The Secret Ingredient to Better Health
On weekends when you don’t have to set an alarm, sleep may feel like
a luxury. In fact, sleep is the farthest thing from a luxury—it’s
a necessity for preventing disease, supporting your immune system and
optimizing mental function. Americans have been pretty cavalier about
sleep for a long time, but new research over the last decade proves that
the connection between adequate sleep and good health is clear.
Sleep gives your body a chance to repair and rebuild vital cells and tissue.
Some critical restorative functions happen almost exclusively while you
sleep, such as muscle growth, protein synthesis and tissue repair. Cutting
your nightly snooze session short can also interfere with the hormones
that regulate metabolism, appetite regulation and stress response—which
could increase your risk of obesity, among other things. Most importantly,
data shows that regularly sleeping fewer than eight hours a night seems
to increase the risk of diabetes, cardiovascular disease and hypertension,
obesity, lowered immune function and the common cold. Ultimately, insufficient
sleep can even affect life expectancy.
“Years of research makes it clear: good sleep is so essential to
good health,” explains Dr. Crystal Bowe of CaroMont Family Medicine
– Gaston Day. “People who are looking to improve their health
and prevent disease should not only embrace regular exercise and good
nutrition—they need to incorporate a healthy sleep routine. It’s
just as important.”
In honor of national Better Sleep Month, our team surveyed a few practitioners
from our primary care practices, as well as sleep specialists from
CaroMontHealth Sleep Medicine Center, for their best suggestions to improve your sleep routine:
- Stick to a sleep schedule.
One word here: bedtime. Yep. Set regular times for going to sleep and waking
up and stick to them—even on the weekend. This creates a natural
rhythm, making it easier for your body to sleep.
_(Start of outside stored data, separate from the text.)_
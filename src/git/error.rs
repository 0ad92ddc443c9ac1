//! Errors raised while resolving branches and diffing trees.

use std::fmt;

use thiserror::Error;

/// Step of the tree diff that failed.
#[derive(Debug, Clone, Copy, PartialEq, Eq)]
pub enum DiffStage {
    /// Looking up the base branch reference.
    ResolveBaseRef,
    /// Looking up the commit the base branch points at.
    ResolveBaseCommit,
    /// Reading the base commit's tree.
    ResolveBaseTree,
    /// Looking up HEAD.
    ResolveHeadRef,
    /// Looking up the commit HEAD points at.
    ResolveHeadCommit,
    /// Reading the HEAD commit's tree.
    ResolveHeadTree,
    /// Comparing the two trees.
    ComputeChangeSet,
    /// Rendering a change as a unified diff patch.
    RenderPatch,
}

impl fmt::Display for DiffStage {
    fn fmt(&self, f: &mut fmt::Formatter<'_>) -> fmt::Result {
        let step = match self {
            Self::ResolveBaseRef => "resolve base branch reference",
            Self::ResolveBaseCommit => "resolve base commit",
            Self::ResolveBaseTree => "resolve base tree",
            Self::ResolveHeadRef => "resolve HEAD reference",
            Self::ResolveHeadCommit => "resolve HEAD commit",
            Self::ResolveHeadTree => "resolve HEAD tree",
            Self::ComputeChangeSet => "compute change set",
            Self::RenderPatch => "render patch",
        };
        f.write_str(step)
    }
}

/// Git-side failures of the description pipeline.
#[derive(Error, Debug)]
pub enum GitError {
    /// The repository could not be opened or its references read.
    #[error("Failed to access git repository")]
    RepositoryAccess(#[source] git2::Error),

    /// Neither of the recognised base branch names exists.
    #[error("Neither 'master' nor 'main' branch exists. Create one of them or pass --base")]
    NoBaseBranchFound,

    /// A step of the tree diff failed.
    #[error("Failed to {stage}")]
    Diff {
        /// The step that failed.
        stage: DiffStage,
        /// Underlying repository error.
        #[source]
        source: git2::Error,
    },
}

impl GitError {
    /// Returns the failing diff step, if this is a diff error.
    pub fn stage(&self) -> Option<DiffStage> {
        match self {
            Self::Diff { stage, .. } => Some(*stage),
            _ => None,
        }
    }
}

/// Tags a repository result with the diff step it belongs to.
pub(crate) trait DiffStageExt<T> {
    /// Maps the error into [`GitError::Diff`] for `stage`.
    fn at_stage(self, stage: DiffStage) -> Result<T, GitError>;
}

impl<T> DiffStageExt<T> for Result<T, git2::Error> {
    fn at_stage(self, stage: DiffStage) -> Result<T, GitError> {
        self.map_err(|source| GitError::Diff { stage, source })
    }
}
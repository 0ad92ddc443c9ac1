//! Completion backend abstraction and request types.

pub mod description;
pub mod error;
pub mod openai;
pub mod prompts;
#[cfg(test)]
pub(crate) mod test_utils;

use std::future::Future;
use std::pin::Pin;
use std::time::Duration;

use anyhow::{Context, Result};
use reqwest::Client;
use serde::Serialize;

pub use description::DescriptionService;
pub use error::CompletionError;
pub use openai::OpenAiBackend;
pub use prompts::{build_request, DetailLevel};

/// HTTP request timeout for completion calls.
///
/// Large diffs with the high detail level can take minutes to answer;
/// anything beyond this is treated as a backend failure.
pub(crate) const REQUEST_TIMEOUT: Duration = Duration::from_secs(300);

/// Model used when neither `--model` nor `OPENAI_MODEL` is set.
pub const DEFAULT_MODEL: &str = "gpt-4o";

/// Author of a chat message.
#[derive(Clone, Copy, Debug, PartialEq, Eq, Serialize)]
#[serde(rename_all = "lowercase")]
pub enum ChatRole {
    /// Instructions framing the conversation.
    System,
    /// The request itself.
    User,
}

/// A role-tagged message sent to the completion backend.
#[derive(Clone, Debug, PartialEq, Eq, Serialize)]
pub struct ChatMessage {
    /// Who is speaking.
    pub role: ChatRole,
    /// Message text.
    pub content: String,
}

impl ChatMessage {
    /// Creates a system message.
    pub fn system(content: impl Into<String>) -> Self {
        Self {
            role: ChatRole::System,
            content: content.into(),
        }
    }

    /// Creates a user message.
    pub fn user(content: impl Into<String>) -> Self {
        Self {
            role: ChatRole::User,
            content: content.into(),
        }
    }
}

/// Everything the backend needs for one completion.
#[derive(Clone, Debug, PartialEq, Eq)]
pub struct CompletionRequest {
    /// Target model identifier.
    pub model: String,
    /// Messages in the order they are sent.
    pub messages: Vec<ChatMessage>,
    /// Upper bound on the response size, in tokens.
    pub max_tokens: u32,
}

impl CompletionRequest {
    /// Returns the user prompt, which carries the diff.
    pub fn prompt(&self) -> &str {
        self.messages
            .iter()
            .find(|m| m.role == ChatRole::User)
            .map_or("", |m| m.content.as_str())
    }
}

/// A service that turns chat messages into candidate completions.
///
/// Implementations return every candidate text the service produced, in the
/// order it listed them; deciding what to do with zero candidates is left to
/// the caller.
pub trait CompletionBackend: Send + Sync {
    /// Sends one completion request authenticated with `api_key`.
    fn complete<'a>(
        &'a self,
        request: &'a CompletionRequest,
        api_key: &'a str,
    ) -> Pin<Box<dyn Future<Output = Result<Vec<String>>> + Send + 'a>>;

    /// Returns a human readable name for logs.
    fn name(&self) -> &str;
}

/// Builds an HTTP client with the standard request timeout.
pub(crate) fn build_http_client() -> Result<Client> {
    Client::builder()
        .timeout(REQUEST_TIMEOUT)
        .build()
        .context("Failed to build HTTP client")
}

/// Checks an HTTP response for error status.
///
/// On success, returns the response unchanged for further processing.
/// On failure, reads the error body into the returned error.
pub(crate) async fn check_error_response(response: reqwest::Response) -> Result<reqwest::Response> {
    if response.status().is_success() {
        return Ok(response);
    }
    let status = response.status();
    let error_text = response.text().await.unwrap_or_else(|e| {
        tracing::debug!("Failed to read error response body: {e}");
        String::new()
    });
    anyhow::bail!("HTTP {status}: {error_text}")
}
2.Take it easy on drinks and dinner.
Make sure you aren’t going to bed too full (or hungry, for that matter).
Heavy meals can be harder to digest, so avoid chowing down too close to
bedtime. Alcohol, nicotine and caffeine can also disrupt sleep patterns,
so watch what you’re consuming in the hours before bed.
3.Don’t bring worries into the bedroom.
Research is clear on one thing: your bed should be reserved for sleeping
and sex. Watching TV, checking emails, worrying about an issue at work—all
of those activities stimulate your brain, making sleep more difficult.
Make your bedroom a sanctuary and only go in when you’re ready to relax.
4.Create a bedtime ritual.
If your nightly wind-down consists of scrolling Facebook on your phone
until you can’t keep your eyes open…well, it’s time
to try something else. Put together an easy, calming series of activities
that will help you relax your mind and body before bed each night. A warm
bath, light reading, yoga or prayer, deep breathing and aromatherapy can
cue your body up for a restful night’s sleep.
5.See a doctor if your sleep issues continue.
We all have the occasional bout of insomnia, but if you’re regularly
struggling to fall asleep, stay asleep or simply get enough sleep each
night, talk to your doctor. There may be some simple lifestyle changes
you can try, or your care provider may recommend you see the specialists at
CaroMont Health Sleep Medicine Center. Either way, it’s important to get the help you need now so that
your body can get the sleep it needs.